2002-02-24 Thread Matthew Emmerton

> "Matthew Emmerton" wrote:
>
> | From: "Greg Black" <[EMAIL PROTECTED]>
> | To: <[EMAIL PROTECTED]>
> | Sent: Friday, February 22, 2002 10:39 PM
> | Subject: ppp -nat fails with adsl, but ok with modem
> |
> | > I've had ppp -nat working just fine over a normal modem link,
> | > but it is not working at all well on my ADSL link to the same
> | > provider.
> | >
> | > To quantify "not working at all well", although I can ping and
> | > traceroute ok from the hosts on my LAN, HTTP and FTP traffic is
> | > so slow and bursty as to be useless.  Clicking on a link with
> | > Netscape will see short bursts of data with long periods (of a
> | > minute or more) where it says "stalled".
> | >
> | > Clicking on <http://www.freebsd.org/gnome/newsflash.html> from
> | > my gateway host gets the page in an eye-blink, but on the NAT
> | > hosts, it will take 40 seconds to load the top banner and the
> | > "FreeBSD GNOME News Flash" heading, then another delay of 40 or
> | > so seconds before the rest of the page will be displayed.  Even
> | > then, Netscape thinks it has stalled and keeps waiting for the
> | > last bit of data.
> | >
> | > With FTP, a small transfer (e.g., a directory listing of / on
> | > ftp.freebsd.org) will complete normally; but something slightly
> | > larger (e.g., a listing of /pub/FreeBSD on the same server),
> | > will produce:
> | >
> | > ftp> cd /pub/FreeBSD
> | > 250 CWD command successful.
> | > ftp> dir
> | > 200 PORT command successful.
> | > 150 Opening ASCII mode data connection for '/bin/ls'.

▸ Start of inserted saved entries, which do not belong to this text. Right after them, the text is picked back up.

//! CPAL input devices.

use cpal::traits::{DeviceTrait, HostTrait, StreamTrait};
use cpal::{Device, Host, SampleFormat, Stream, StreamConfig as CpalStreamConfig};

use crate::pipeline::{BlockPublisher, ErrorReporter};
use crate::source::{CaptureStream, DeviceInfo, DeviceSource, StopCapture};
use crate::{DeviceSelection, StreamConfig, StreamError};

/// Sample formats we can capture, most preferred first.
const PREFERRED_FORMATS: [SampleFormat; 3] =
    [SampleFormat::F32, SampleFormat::I16, SampleFormat::U16];

/// Input devices of a CPAL host.
///
/// Streams are opened at exactly the configured rate and channel count; a
/// device that cannot capture that format is reported as unavailable rather
/// than silently resampled.
pub struct CpalSource {
    host: Host,
}

impl CpalSource {
    /// Uses the platform's default audio host.
    pub fn new() -> Self {
        Self::with_host(cpal::default_host())
    }

    /// Uses a specific CPAL host.
    pub fn with_host(host: Host) -> Self {
        Self { host }
    }

    /// Name of the host's default input device, if any.
    pub fn default_device_name(&self) -> Option<String> {
        self.host
            .default_input_device()
            .and_then(|d| d.name().ok())
    }

    fn resolve(&self, selection: &DeviceSelection) -> Result<(Device, String), StreamError> {
        match selection {
            DeviceSelection::Default => {
                let device = self.host.default_input_device().ok_or_else(|| {
                    StreamError::device_unavailable(
                        selection.to_string(),
                        "no default input device",
                    )
                })?;
                let name = device_name(&device);
                Ok((device, name))
            }
            DeviceSelection::Index(index) => self
                .input_devices()?
                .nth(*index)
                .map(|device| {
                    let name = device_name(&device);
                    (device, name)
                })
                .ok_or_else(|| {
                    StreamError::device_unavailable(
                        selection.to_string(),
                        "no input device at that index",
                    )
                }),
            DeviceSelection::Name(wanted) => self
                .input_devices()?
                .find_map(|device| {
                    let name = device.name().ok()?;
                    (name == *wanted).then_some((device, name))
                })
                .ok_or_else(|| StreamError::device_unavailable(wanted.clone(), "device not found")),
        }
    }

    fn input_devices(&self) -> Result<impl Iterator<Item = Device>, StreamError> {
        self.host
            .input_devices()
            .map_err(|e| StreamError::BackendError(e.to_string()))
    }
}

impl Default for CpalSource {
    fn default() -> Self {
        Self::new()
    }
}

impl DeviceSource for CpalSource {
    fn name(&self) -> &str {
        self.host.id().name()
    }

    fn list_devices(&self) -> Result<Vec<DeviceInfo>, StreamError> {
        Ok(self
            .input_devices()?
            .enumerate()
            .map(|(index, device)| DeviceInfo {
                index,
                name: device_name(&device),
            })
            .collect())
    }

    fn open(
        &self,
        config: &StreamConfig,
        publisher: BlockPublisher,
    ) -> Result<CaptureStream, StreamError> {
        let (device, name) = self.resolve(&config.device).map_err(|e| match e {
            StreamError::BackendError(reason) => {
                StreamError::device_unavailable(config.device.to_string(), reason)
            }
            other => other,
        })?;
        let sample_format = supported_format(&device, config).ok_or_else(|| {
            StreamError::device_unavailable(
                &name,
                format!(
                    "does not support {}Hz/{}ch capture",
                    config.sample_rate, config.channels
                ),
            )
        })?;

        let cpal_config = CpalStreamConfig {
            channels: config.channels,
            sample_rate: cpal::SampleRate(config.sample_rate),
            buffer_size: cpal::BufferSize::Default,
        };

        tracing::debug!(
            "Opening {} at {}Hz/{}ch ({:?})",
            name,
            config.sample_rate,
            config.channels,
            sample_format
        );

        let reporter = publisher.error_reporter();
        let stream = match sample_format {
            SampleFormat::I16 => {
                build_stream(&device, &cpal_config, publisher, reporter, BlockPublisher::push_i16)
            }
            SampleFormat::U16 => {
                build_stream(&device, &cpal_config, publisher, reporter, BlockPublisher::push_u16)
            }
            _ => build_stream(
                &device,
                &cpal_config,
                publisher,
                reporter,
                BlockPublisher::push_interleaved,
            ),
        }
        .map_err(|e| StreamError::device_unavailable(&name, e.to_string()))?;

        stream
            .play()
            .map_err(|e| StreamError::device_unavailable(&name, e.to_string()))?;

        Ok(CaptureStream::new(name, CpalCapture { stream }))
    }
}

/// Keeps the CPAL stream alive until stopped.
struct CpalCapture {
    stream: Stream,
}

impl StopCapture for CpalCapture {
    fn stop(self: Box<Self>) {
        if let Err(e) = self.stream.pause() {
            tracing::debug!("Failed to pause input stream: {}", e);
        }
        // Dropping the stream joins the backend's callback thread.
        drop(self.stream);
    }
}

fn device_name(device: &Device) -> String {
    device.name().unwrap_or_else(|_| "unknown".to_string())
}

/// Picks the best sample format the device offers at the requested rate and
/// channel count.
fn supported_format(device: &Device, config: &StreamConfig) -> Option<SampleFormat> {
    let ranges: Vec<_> = device.supported_input_configs().ok()?.collect();
    PREFERRED_FORMATS.into_iter().find(|format| {
        ranges.iter().any(|range| {
            range.sample_format() == *format
                && range.channels() == config.channels
                && range.min_sample_rate().0 <= config.sample_rate
                && config.sample_rate <= range.max_sample_rate().0
        })
    })
}

fn build_stream<T>(
    device: &Device,
    config: &CpalStreamConfig,
    mut publisher: BlockPublisher,
    reporter: ErrorReporter,
    push: fn(&mut BlockPublisher, &[T]) -> Result<(), StreamError>,
) -> Result<Stream, cpal::BuildStreamError>
where
    T: cpal::SizedSample + Send + 'static,
{
    device.build_input_stream(
        config,
        move |data: &[T], _: &cpal::InputCallbackInfo| {
            // Fails only once the session has closed; close() stops us next.
            let _ = push(&mut publisher, data);
        },
        move |err| {
            tracing::error!("Audio stream error: {}", err);
            reporter.report(err.to_string());
        },
        None,
    )
}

> | > ftp: netin: Connection reset by peer
> | > 226 Transfer complete.
> | > ftp> quit
> | > 421 Timeout (60 seconds): closing control connection.
> | >
> | > If I do the same things from the host that is connected to the
> | > modem(s), everything works fine, for both types of connections.
> | >
> | > I'm finding this very frustrating, and I'm wondering if there's
> | > something weird about PPPoE with the ADSL link that needs some
> | > special magic in order for things to work properly.
> | >
> | > If anybody can point me at the truth, I'd be most grateful.
> | >
> | > Alternatively, if anybody can suggest steps I could take to
> | > identify the nature of the problem, that would also be most
> | > welcome.
> | >
> | > Greg Black
> | >
> | > To Unsubscribe: send mail to [EMAIL PROTECTED]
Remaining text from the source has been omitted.